I managed to fill one bureau drawer, and I hung the rest of my clothes in the closet. They looked pathetic hanging in all that empty space, as did my toiletries, lined up on one end of the massive white marble bathroom counter. I sneaked a peek in one of the medicine cabinets. Empty. I opened the other and found Tom’s toiletries—razor, toothbrush, deodorant, aftershave—all shelved neatly, again carefully spaced so that no two objects touched. I closed the cabinet, looked at my cluster of mismatched items cluttering up the counter, and decided to move them to the empty medicine cabinet, where my neatnik husband wouldn’t be forced to look at them every time he walked into the room.
It was an improvement.
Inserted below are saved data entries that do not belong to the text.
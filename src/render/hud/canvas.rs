//! The reactor scene: control panel, vessel schematic and time-series plot.
//!
//! Painted on egui's background layer in the same logical-point coordinates
//! the controls hit-test in, so what is drawn is exactly what is clickable.

use egui::{Align2, Context, FontFamily, FontId, LayerId, Painter, Pos2, Rect, Shape, Stroke};
use glam::Vec2;

use super::theme::{HudColors, HudTheme, HudTypography};
use crate::controls::{ActionControl, ParameterControl};
use crate::simulation::SimulationController;
use crate::state::{HistoryBuffer, HistorySample};

const HANDLE_RADIUS: f32 = 7.0;
const BUTTON_ROUNDING: f32 = 8.0;

/// Top-left of the vessel
const REACTOR_ORIGIN: Vec2 = Vec2::new(650.0, 50.0);
/// Impeller hub, relative to the vessel
const IMPELLER_HUB: Vec2 = Vec2::new(130.0, 250.0);

const PLOT_ORIGIN: Pos2 = Pos2::new(310.0, 430.0);
const PLOT_SIZE: egui::Vec2 = egui::vec2(740.0, 150.0);

fn to_pos(v: Vec2) -> Pos2 {
    Pos2::new(v.x, v.y)
}

fn font(size: f32) -> FontId {
    FontId::new(size, FontFamily::Proportional)
}

/// Paint the full scene for this frame
pub fn draw_scene(ctx: &Context, controller: &SimulationController) {
    let painter = ctx.layer_painter(LayerId::background());
    painter.rect_filled(ctx.screen_rect(), 0.0, HudColors::BACKGROUND);

    draw_panel(&painter, controller);
    draw_guidance(&painter);
    draw_reactor(&painter, controller);
    draw_plot(&painter, controller.history(), controller.dt_h());
}

fn draw_panel(painter: &Painter, controller: &SimulationController) {
    painter.text(
        Pos2::new(40.0, 100.0),
        Align2::LEFT_BOTTOM,
        "CONTROL PANEL",
        font(HudTypography::TITLE_SIZE + 1.0),
        HudColors::TEXT_PRIMARY,
    );

    let panel = controller.controls();
    for slider in panel.sliders() {
        draw_slider(painter, slider);
    }
    for button in panel.buttons() {
        draw_button(painter, button);
    }

    let state = controller.state();
    painter.text(
        Pos2::new(40.0, 520.0),
        Align2::LEFT_CENTER,
        format!("Biomass (X): {:.2} g/L", state.biomass_g_per_L),
        font(HudTypography::VALUE_SIZE),
        HudColors::BIOMASS,
    );
    painter.text(
        Pos2::new(40.0, 545.0),
        Align2::LEFT_CENTER,
        format!("Substrate (S): {:.2} g/L", state.substrate_g_per_L),
        font(HudTypography::VALUE_SIZE),
        HudColors::SUBSTRATE,
    );
}

fn draw_slider(painter: &Painter, slider: &ParameterControl) {
    let (left, right) = slider.track();

    painter.text(
        to_pos(left) - egui::vec2(0.0, 15.0),
        Align2::LEFT_BOTTOM,
        slider.label(),
        font(HudTypography::LABEL_SIZE),
        HudColors::TEXT_SECONDARY,
    );
    painter.line_segment([to_pos(left), to_pos(right)], Stroke::new(2.0, HudColors::BORDER_HIGHLIGHT));

    let handle_fill = if slider.is_dragging() {
        HudColors::ACCENT
    } else {
        HudColors::TEXT_PRIMARY
    };
    painter.circle(
        to_pos(slider.handle_position()),
        HANDLE_RADIUS,
        handle_fill,
        Stroke::new(1.0, HudColors::BORDER),
    );

    painter.text(
        to_pos(right) + egui::vec2(15.0, 0.0),
        Align2::LEFT_CENTER,
        format!("{:.2} {}", slider.value(), slider.unit()),
        FontId::new(HudTypography::LABEL_SIZE, FontFamily::Monospace),
        HudColors::TEXT_PRIMARY,
    );
}

fn draw_button(painter: &Painter, button: &ActionControl) {
    let (min, max) = button.bounds();
    let rect = Rect::from_min_max(to_pos(min), to_pos(max));

    painter.rect(rect, BUTTON_ROUNDING, HudColors::BUTTON, Stroke::new(1.0, HudColors::BORDER_HIGHLIGHT));
    painter.text(
        rect.center(),
        Align2::CENTER_CENTER,
        button.label(),
        font(HudTypography::TITLE_SIZE),
        HudColors::TEXT_PRIMARY,
    );
}

fn draw_guidance(painter: &Painter) {
    let lines = [
        "Notes:",
        "1. The reactor runs at constant volume.",
        "2. D controls cell washout.",
        "3. At steady state μ ≈ D.",
    ];
    for (i, line) in lines.iter().enumerate() {
        painter.text(
            Pos2::new(320.0, 80.0 + i as f32 * 20.0),
            Align2::LEFT_CENTER,
            *line,
            font(HudTypography::SMALL_SIZE + 1.0),
            HudColors::TEXT_LABEL,
        );
    }
}

fn draw_reactor(painter: &Painter, controller: &SimulationController) {
    let at = |x: f32, y: f32| to_pos(REACTOR_ORIGIN + Vec2::new(x, y));

    painter.text(
        at(130.0, -55.0),
        Align2::CENTER_CENTER,
        "CONTINUOUS BIOREACTOR (CHEMOSTAT)",
        font(HudTypography::TITLE_SIZE),
        HudColors::TEXT_PRIMARY,
    );

    // Vessel
    painter.rect(
        Rect::from_min_size(at(0.0, 0.0), egui::vec2(260.0, 370.0)),
        45.0,
        HudColors::VESSEL,
        Stroke::new(2.0, HudColors::BORDER_HIGHLIGHT),
    );

    // Feed
    let inlet = Stroke::new(4.0, HudColors::INLET);
    painter.line_segment([at(130.0, -40.0), at(130.0, 0.0)], inlet);
    painter.add(Shape::convex_polygon(
        vec![at(125.0, -10.0), at(135.0, -10.0), at(130.0, 0.0)],
        HudColors::INLET,
        inlet,
    ));

    // Effluent
    painter.line_segment([at(260.0, 250.0), at(320.0, 250.0)], Stroke::new(4.0, HudColors::OUTLET));

    // Liquid, turbidity from biomass relative to the largest reachable X = Yxs·Sf
    let params = controller.params();
    let max_biomass = params.yield_coefficient() * params.feed_substrate_g_per_L();
    let turbidity = controller.state().biomass_g_per_L / max_biomass;
    painter.rect_filled(
        Rect::from_min_size(at(15.0, 120.0), egui::vec2(230.0, 240.0)),
        35.0,
        HudTheme::liquid_color(turbidity),
    );

    // Shaft
    painter.line_segment([at(130.0, 10.0), at(130.0, 350.0)], Stroke::new(4.0, HudColors::SHAFT));

    // Impeller
    let hub = REACTOR_ORIGIN + IMPELLER_HUB;
    let rotation = Vec2::from_angle(controller.cosmetic().agitator_angle_rad);
    let blade = Stroke::new(4.0, HudColors::IMPELLER);
    for (a, b) in [
        (Vec2::new(-55.0, 0.0), Vec2::new(55.0, 0.0)),
        (Vec2::new(0.0, -45.0), Vec2::new(0.0, 45.0)),
    ] {
        painter.line_segment([to_pos(hub + rotation.rotate(a)), to_pos(hub + rotation.rotate(b))], blade);
    }
}

fn draw_plot(painter: &Painter, history: &HistoryBuffer, dt_h: f64) {
    let rect = Rect::from_min_size(PLOT_ORIGIN, PLOT_SIZE);
    painter.rect(rect, 0.0, HudColors::BAR_BG, Stroke::new(1.0, HudColors::BORDER_HIGHLIGHT));

    let y_max = history.peak().max(1.0) * 1.1;
    let samples = history.samples();

    let biomass = plot_points(samples, rect, y_max, |s| s.biomass_g_per_L);
    let substrate = plot_points(samples, rect, y_max, |s| s.substrate_g_per_L);
    for (points, color) in [(biomass, HudColors::BIOMASS), (substrate, HudColors::SUBSTRATE)] {
        if points.len() >= 2 {
            painter.add(Shape::line(points, Stroke::new(1.5, color)));
        }
    }

    // Legend and axes
    let small = font(HudTypography::SMALL_SIZE);
    painter.text(rect.left_top() + egui::vec2(8.0, 6.0), Align2::LEFT_TOP, "X (g/L)", small.clone(), HudColors::BIOMASS);
    painter.text(rect.left_top() + egui::vec2(60.0, 6.0), Align2::LEFT_TOP, "S (g/L)", small.clone(), HudColors::SUBSTRATE);
    painter.text(
        rect.right_top() + egui::vec2(-8.0, 6.0),
        Align2::RIGHT_TOP,
        format!("{:.1} g/L", y_max),
        small.clone(),
        HudColors::TEXT_LABEL,
    );
    painter.text(
        rect.right_bottom() + egui::vec2(0.0, 4.0),
        Align2::RIGHT_TOP,
        format!("{:.1} h", plot_span(samples.len(), rect.width()) as f64 * dt_h),
        small.clone(),
        HudColors::TEXT_LABEL,
    );
    painter.text(
        Pos2::new(rect.center().x, rect.bottom() + 4.0),
        Align2::CENTER_TOP,
        "Time (h)",
        small,
        HudColors::TEXT_SECONDARY,
    );
}

/// Samples spanned by the plot's width: one per point until the run outgrows it
fn plot_span(len: usize, width: f32) -> usize {
    len.max(width as usize).max(2) - 1
}

/// Map one series onto the plot rectangle.
///
/// Long runs are compressed to fit and decimated to roughly one vertex per
/// point of width; values are clamped into the rectangle.
pub(crate) fn plot_points(
    samples: &[HistorySample],
    rect: Rect,
    y_max: f64,
    value: impl Fn(&HistorySample) -> f64,
) -> Vec<Pos2> {
    let span = plot_span(samples.len(), rect.width());
    let stride = samples.len().div_ceil(rect.width().max(1.0) as usize).max(1);

    samples
        .iter()
        .enumerate()
        .step_by(stride)
        .map(|(i, sample)| {
            let x = rect.left() + rect.width() * i as f32 / span as f32;
            let fraction = (value(sample) / y_max).clamp(0.0, 1.0) as f32;
            Pos2::new(x, rect.bottom() - rect.height() * fraction)
        })
        .collect()
}

#[cfg(test)]
mod tests {
    use super::*;

    fn samples(n: usize) -> Vec<HistorySample> {
        (0..n)
            .map(|i| HistorySample {
                biomass_g_per_L: i as f64,
                substrate_g_per_L: 10.0,
            })
            .collect()
    }

    fn rect() -> Rect {
        Rect::from_min_size(Pos2::new(310.0, 430.0), egui::vec2(740.0, 150.0))
    }

    #[test]
    fn test_short_run_one_point_per_sample() {
        let points = plot_points(&samples(100), rect(), 20.0, |s| s.substrate_g_per_L);

        assert_eq!(points.len(), 100);
        assert_eq!(points[0].x, 310.0);
        assert!((points[1].x - points[0].x - 740.0 / 739.0).abs() < 1e-3);
        assert!((points[0].y - (580.0 - 75.0)).abs() < 1e-3);
    }

    #[test]
    fn test_long_run_fits_in_plot() {
        let points = plot_points(&samples(10_000), rect(), 1e9, |s| s.biomass_g_per_L);

        assert!(points.len() <= 740);
        for p in &points {
            assert!(p.x >= 310.0 && p.x <= 1050.0 + 1e-3, "x out of plot: {}", p.x);
        }
    }

    #[test]
    fn test_values_clamped_vertically() {
        let points = plot_points(&samples(50), rect(), 5.0, |s| s.biomass_g_per_L);
        for p in &points {
            assert!(p.y >= 430.0 && p.y <= 580.0);
        }
    }
}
I closed the mirrored door on my hair care products and perfumes, returning the powder room to its formerly immaculate state. Because I had no excuse to kill any more time up here, I headed back down to the kitchen. I still had the whole house all to myself. Except for Riley, but he was still outside, wielding the chain saw with its ferocious growl.
I took the keys to the Land Rover from the hook in the kitchen, let myself out the screen door, and marched over to where my brother-in-law was working. He shut down the saw and watched me approach. “Can you give me directions? I need to go to Tom’s bank, the DMV, and the social security office.”
He swiped at his brow with a shirtsleeve, picked up a bottle of water, and took a long swig. “The bank’s downtown,” he said, wiping his mouth with the back of his hand. “First National Bank on Main Street. You can’t miss it. Social security office is in the federal building across the street from the bank. Second floor, above the post office. The nearest DMV office is in Portland.”
I thanked him and headed across the lawn to the driveway. It wasn’t until I got into the Land Rover that I discovered it was a stick shift. Crap on a cracker. My Miata had been an automatic. Yes, I know what you’re thinking. Bright yellow, automatic, four-cylinder convertible. You’re thinking, chick car. I plead guilty as charged. But I liked driving an automatic, and I was a disaster with a stick. Jeffrey had tried once to teach me how to drive his five-speed Corolla, but the lesson had been a catastrophe I didn’t want to repeat. The shifting part I got down without much trouble. It was the clutch, the dreaded clutch, that was my downfall.
In theory, I understood how it worked. The clutch goes to the floor, the car starts, the clutch comes up slowly as the gas pedal goes down. When it catches, you give it more gas and ease the clutch the rest of the way up. It sounds so simple, but a crucial piece of the puzzle, the kinetic understanding of when to ease up on the clutch and when to press down on the gas, had thus far eluded me. I could probably manage to drive the damn thing, but it would be a herky-jerky, humiliating experience.